Open Applications->Microsoft Office 2004->Office->Startup->Word and drag the file PDFMaker.dot out of this folder. If you want the use of this later I recommend moving it 1 folder back. If you hate it and want it to go away, bank it off the dock into the trash.
Enjoy
As pointed out by an earlier post, the first step is to delete the following files:
PDMaker.dot (MS Word)
PDFMaker.xla (Excel)
PDFMaker.ppa (Power Point)
But, they will "come back to life" eventually, UNLESS you replace them with FOLDERS that have the exact same names. i.e. move these three things out of the folders they're found in, then create a new folder in each place with the same name (PDFMaker.___) as the removed file. That stymies the "self-healing" because a folder can't be replaced by a file.
My problem is that although it is now easy to prevent the PDFMaker toolbar from appearing every time I start Word, I am no longer able to use its features. I had customized my standard toolbar to include the create PDF file button, but it doesn't work now, so I have removed it.
Is there *still* no way to have this idiot PDFMaker operate properly, so we can use the feature and customize the standard toolbar without having to have the two button toolbar of infamy?
<i>You can remove it (from Office 2004) by deleting the following files:
.
.
.
</i>
My god... thank you!! Now why would Adobe make such an annoying feature? You can't even turn the damn thing off by unchecking or even deleting the damn thing from within MS Office.... Damn you, Adobe.
Thank you all for all the tips on making the toolbar go the hell away! (What worked for me was to remove the PDFMaker.xxx files from the Applications/Office/Startup/Word and /Excel and /Powerpoint directories, replacing them with empty folders of the corresponding names.)

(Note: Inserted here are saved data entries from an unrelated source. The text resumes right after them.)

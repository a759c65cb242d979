//! # Conductor Selection
//!
//! Feeder (phase) conductor from the ampacity tables and equipment
//! grounding conductor from Table 250-122. Both take the smallest
//! sufficient row of an ascending table.
//!
//! ## Example
//!
//! ```rust
//! use wirecalc_core::calculations::conductor::select_feeder_for;
//! use wirecalc_core::conductors::{Calibre, ConductorMaterial, TemperatureRating};
//! use wirecalc_core::installation::RacewayMethod;
//! use wirecalc_core::tables::nom_tables;
//! use wirecalc_core::units::Amperes;
//!
//! let feeder = select_feeder_for(
//!     nom_tables(),
//!     Amperes(50.0),
//!     1,
//!     RacewayMethod::ConduitPvc,
//!     ConductorMaterial::Copper,
//!     TemperatureRating::C60,
//! )
//! .unwrap();
//! assert_eq!(feeder.conductor.calibre, Calibre::Awg6);
//! assert_eq!(feeder.ampacity_a, 55.0);
//! ```

use serde::{Deserialize, Serialize};
use tracing::{debug, warn};

use crate::conductors::{Conductor, ConductorMaterial, TemperatureRating};
use crate::errors::{CalcError, CalcResult};
use crate::installation::{AmpacityClass, RacewayMethod};
use crate::nom_factors::nom_ref;
use crate::tables::{first_fit, AmpacityRow, GroundRow, LookupTables};
use crate::units::Amperes;

/// Selected phase conductor
#[derive(Debug, Clone, PartialEq, Serialize, Deserialize)]
pub struct FeederResult {
    pub conductor: Conductor,
    /// Tabulated ampacity of the selected conductor (A)
    pub ampacity_a: f64,
    /// Adjusted current shared by each parallel conductor (A)
    pub per_conductor_current: Amperes,
    pub parallel_per_phase: u32,
}

impl FeederResult {
    /// Ampacity covers the per-conductor current
    pub fn is_sufficient(&self) -> bool {
        self.ampacity_a >= self.per_conductor_current.0
    }
}

/// Selected equipment grounding conductor
#[derive(Debug, Clone, PartialEq, Serialize, Deserialize)]
pub struct GroundResult {
    pub conductor: Conductor,
    /// Breaker ceiling of the matched table row (A)
    pub breaker_ceiling_a: f64,
    /// Aluminum was requested but the row lists copper only
    pub fell_back_to_copper: bool,
}

fn ampacity_table_name(raceway: RacewayMethod) -> &'static str {
    match raceway.ampacity_class() {
        AmpacityClass::Raceway => nom_ref::AMPACITY_RACEWAY,
        AmpacityClass::FreeAir => nom_ref::AMPACITY_FREE_AIR,
        AmpacityClass::Triplexed => nom_ref::AMPACITY_TRIPLEXED,
    }
}

/// Smallest conductor whose ampacity covers `adjusted / parallel_per_phase`.
pub fn select_feeder(
    rows: &[AmpacityRow],
    adjusted: Amperes,
    parallel_per_phase: u32,
) -> CalcResult<FeederResult> {
    if parallel_per_phase < 1 {
        return Err(CalcError::InvalidParallelCount {
            count: parallel_per_phase,
        });
    }
    let per_conductor = adjusted / parallel_per_phase as f64;
    let row = first_fit(rows, per_conductor.0, |r| r.capacity_a)
        .ok_or_else(|| CalcError::no_sufficient_conductor("ampacity table", per_conductor.0, "A"))?;

    Ok(FeederResult {
        conductor: row.conductor.clone(),
        ampacity_a: row.capacity_a,
        per_conductor_current: per_conductor,
        parallel_per_phase,
    })
}

/// Resolve the ampacity partition for the installation and select from it.
pub fn select_feeder_for(
    tables: &dyn LookupTables,
    adjusted: Amperes,
    parallel_per_phase: u32,
    raceway: RacewayMethod,
    material: ConductorMaterial,
    rating: TemperatureRating,
) -> CalcResult<FeederResult> {
    let table = ampacity_table_name(raceway);
    let rows = tables
        .ampacity_table(raceway, material, rating)
        .ok_or_else(|| CalcError::lookup_miss(table, format!("{} {} at {}", raceway, material, rating)))?;

    let feeder = select_feeder(rows, adjusted, parallel_per_phase).map_err(|e| match e {
        CalcError::NoSufficientConductor { required, unit, .. } => CalcError::NoSufficientConductor {
            table: format!("{} ({}, {})", table, material, rating),
            required,
            unit,
        },
        other => other,
    })?;

    debug!(
        calibre = %feeder.conductor.calibre,
        ampacity_a = feeder.ampacity_a,
        per_conductor_a = feeder.per_conductor_current.0,
        "feeder conductor selected"
    );
    Ok(feeder)
}

/// Grounding conductor for a breaker rating (NOM 250-122).
///
/// Rows without an aluminum size fall back to copper; the result records it.
pub fn select_ground(
    rows: &[GroundRow],
    breaker_a: f64,
    material: ConductorMaterial,
) -> CalcResult<GroundResult> {
    let row = first_fit(rows, breaker_a, |r| r.breaker_ceiling_a)
        .ok_or_else(|| CalcError::no_sufficient_conductor(nom_ref::GROUND_CONDUCTOR, breaker_a, "A"))?;

    let (conductor, fell_back_to_copper) = match (material, &row.aluminum) {
        (ConductorMaterial::Aluminum, Some(al)) => (al.clone(), false),
        (ConductorMaterial::Aluminum, None) => (row.copper.clone(), true),
        (ConductorMaterial::Copper, _) => (row.copper.clone(), false),
    };

    if fell_back_to_copper {
        warn!(
            breaker_a,
            calibre = %conductor.calibre,
            "no aluminum grounding conductor for this rating, using copper"
        );
    }

    Ok(GroundResult {
        conductor,
        breaker_ceiling_a: row.breaker_ceiling_a,
        fell_back_to_copper,
    })
}

/// [`select_ground`] against the table store
pub fn select_ground_for(
    tables: &dyn LookupTables,
    breaker_a: f64,
    material: ConductorMaterial,
) -> CalcResult<GroundResult> {
    if !breaker_a.is_finite() || breaker_a <= 0.0 {
        return Err(CalcError::invalid_input(
            "breaker_a",
            breaker_a.to_string(),
            "Breaker rating must be positive",
        ));
    }
    let ground = select_ground(tables.ground_table(), breaker_a, material)?;
    debug!(
        calibre = %ground.conductor.calibre,
        material = %ground.conductor.material,
        "ground conductor selected"
    );
    Ok(ground)
}

#[cfg(test)]
mod tests {
    use super::*;
    use crate::conductors::Calibre;
    use crate::tables::nom_tables;

    fn cu60() -> &'static [AmpacityRow] {
        nom_tables()
            .ampacity_table(RacewayMethod::ConduitPvc, ConductorMaterial::Copper, TemperatureRating::C60)
            .unwrap()
    }

    #[test]
    fn test_smallest_sufficient_row() {
        let f = select_feeder(cu60(), Amperes(50.0), 1).unwrap();
        assert_eq!(f.conductor.calibre, Calibre::Awg6);
        assert_eq!(f.ampacity_a, 55.0);
        // exact match takes that row
        let f = select_feeder(cu60(), Amperes(55.0), 1).unwrap();
        assert_eq!(f.conductor.calibre, Calibre::Awg6);
    }

    #[test]
    fn test_parallel_divides_current() {
        let f = select_feeder(cu60(), Amperes(400.0), 2).unwrap();
        assert_eq!(f.per_conductor_current, Amperes(200.0));
        assert_eq!(f.conductor.calibre, Calibre::Kcmil250);
        assert!(f.is_sufficient());
    }

    #[test]
    fn test_selection_is_monotonic() {
        let mut last = 0.0;
        for amps in (1..=455).step_by(7) {
            let f = select_feeder(cu60(), Amperes(amps as f64), 1).unwrap();
            assert!(f.ampacity_a >= last);
            assert!(f.is_sufficient());
            last = f.ampacity_a;
        }
    }

    #[test]
    fn test_no_sufficient_conductor() {
        assert!(matches!(
            select_feeder(cu60(), Amperes(456.0), 1),
            Err(CalcError::NoSufficientConductor { .. })
        ));
        assert!(matches!(
            select_feeder(&[], Amperes(1.0), 1),
            Err(CalcError::NoSufficientConductor { .. })
        ));
    }

    #[test]
    fn test_triangular_60c_is_lookup_miss() {
        let result = select_feeder_for(
            nom_tables(),
            Amperes(50.0),
            1,
            RacewayMethod::TriangularTray,
            ConductorMaterial::Copper,
            TemperatureRating::C60,
        );
        assert!(matches!(result, Err(CalcError::LookupMiss { .. })));
    }

    #[test]
    fn test_ground_copper_100a() {
        let g = select_ground_for(nom_tables(), 100.0, ConductorMaterial::Copper).unwrap();
        assert_eq!(g.conductor.calibre, Calibre::Awg8);
        assert_eq!(g.breaker_ceiling_a, 100.0);
        assert!(!g.fell_back_to_copper);
    }

    #[test]
    fn test_ground_aluminum_fallback() {
        let g = select_ground_for(nom_tables(), 40.0, ConductorMaterial::Aluminum).unwrap();
        assert_eq!(g.conductor.material, ConductorMaterial::Copper);
        assert_eq!(g.conductor.calibre, Calibre::Awg10);
        assert!(g.fell_back_to_copper);

        let g = select_ground_for(nom_tables(), 150.0, ConductorMaterial::Aluminum).unwrap();
        assert_eq!(g.conductor.material, ConductorMaterial::Aluminum);
        assert_eq!(g.conductor.calibre, Calibre::Awg4);
    }

    #[test]
    fn test_ground_beyond_table() {
        assert!(matches!(
            select_ground_for(nom_tables(), 7000.0, ConductorMaterial::Copper),
            Err(CalcError::NoSufficientConductor { .. })
        ));
    }
}
//! # wirecalc_core - Electrical Installation Calculation Engine
//!
//! `wirecalc_core` produces the "calculation memory" of a low-voltage circuit
//! under NOM-001-SEDE: nominal current, ampacity adjustment, feeder and
//! grounding conductors, raceway size and voltage drop. All inputs and
//! outputs are JSON-serializable.
//!
//! ## Design Philosophy
//!
//! - **Stateless**: Pure functions over read-only lookup tables
//! - **JSON-First**: All types implement Serialize/Deserialize
//! - **Rich Errors**: Structured error types tagged with the failing step
//! - **Auditable**: Every formula applied is recorded with its code reference
//!
//! ## Quick Start
//!
//! ```rust
//! use wirecalc_core::{calculate_memory, nom_tables, CircuitInput, GlobalSettings};
//!
//! let input: CircuitInput = serde_json::from_str(r#"{
//!     "label": "TR-01",
//!     "equipment": { "source": "catalog", "key": "TR-45" },
//!     "topology": "wye",
//!     "voltage": 220.0,
//!     "state": "Jalisco",
//!     "raceway": "conduit-pvc",
//!     "breaker_a": 150.0,
//!     "length_m": 25.0
//! }"#).unwrap();
//!
//! let report = calculate_memory(nom_tables(), &input, &GlobalSettings::default()).unwrap();
//! println!("{} in {}", report.feeder.conductor.designation(), report.raceway.size_label);
//! ```
//!
//! ## Modules
//!
//! - [`calculations`] - The calculation chain and its orchestrator
//! - [`tables`] - Lookup table contract and bundled NOM reference data
//! - [`conductors`] - Calibres, materials, insulation and temperature ratings
//! - [`installation`] - Topologies and raceway installation methods
//! - [`nom_factors`] - Code constants and section references
//! - [`equations`] - Equation registry for the PDF appendix
//! - [`pdf`] - Typst rendering of the calculation memory
//! - [`settings`] - Calculation defaults and report metadata
//! - [`units`] - Type-safe unit wrappers
//! - [`errors`] - Structured error types

pub mod calculations;
pub mod conductors;
pub mod equations;
pub mod errors;
pub mod installation;
pub mod nom_factors;
pub mod pdf;
pub mod settings;
pub mod tables;
pub mod units;

// Re-export commonly used types at crate root for convenience
pub use calculations::memory::{calculate_memory, CircuitInput, MemoryReport};
pub use errors::{CalcError, CalcResult, Stage};
pub use settings::{GlobalSettings, ReportMetadata};
pub use tables::{nom_tables, LookupTables, TableSet};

My problem's similar to the hidden title bar one, except the problem's at the bottom of the screen. When I hit "open" in Word 2004 (v.11.2), the resulting window is so big that it drops off the bottom of the screen. My cursor can't reach the resize box at the bottom right, so I can't resize the window. I can't close/resize the window using the red-yellow-green buttons at top left -- only the green (+) one is active. I can just barely reach the top of the "cancel" button.
I've never used a bigger screen display (mine's a new 17" iMac G5) and can't figure out why the open window resized itself. Any suggestions appreciated!! (Trashing Word preferences didn't fix it.)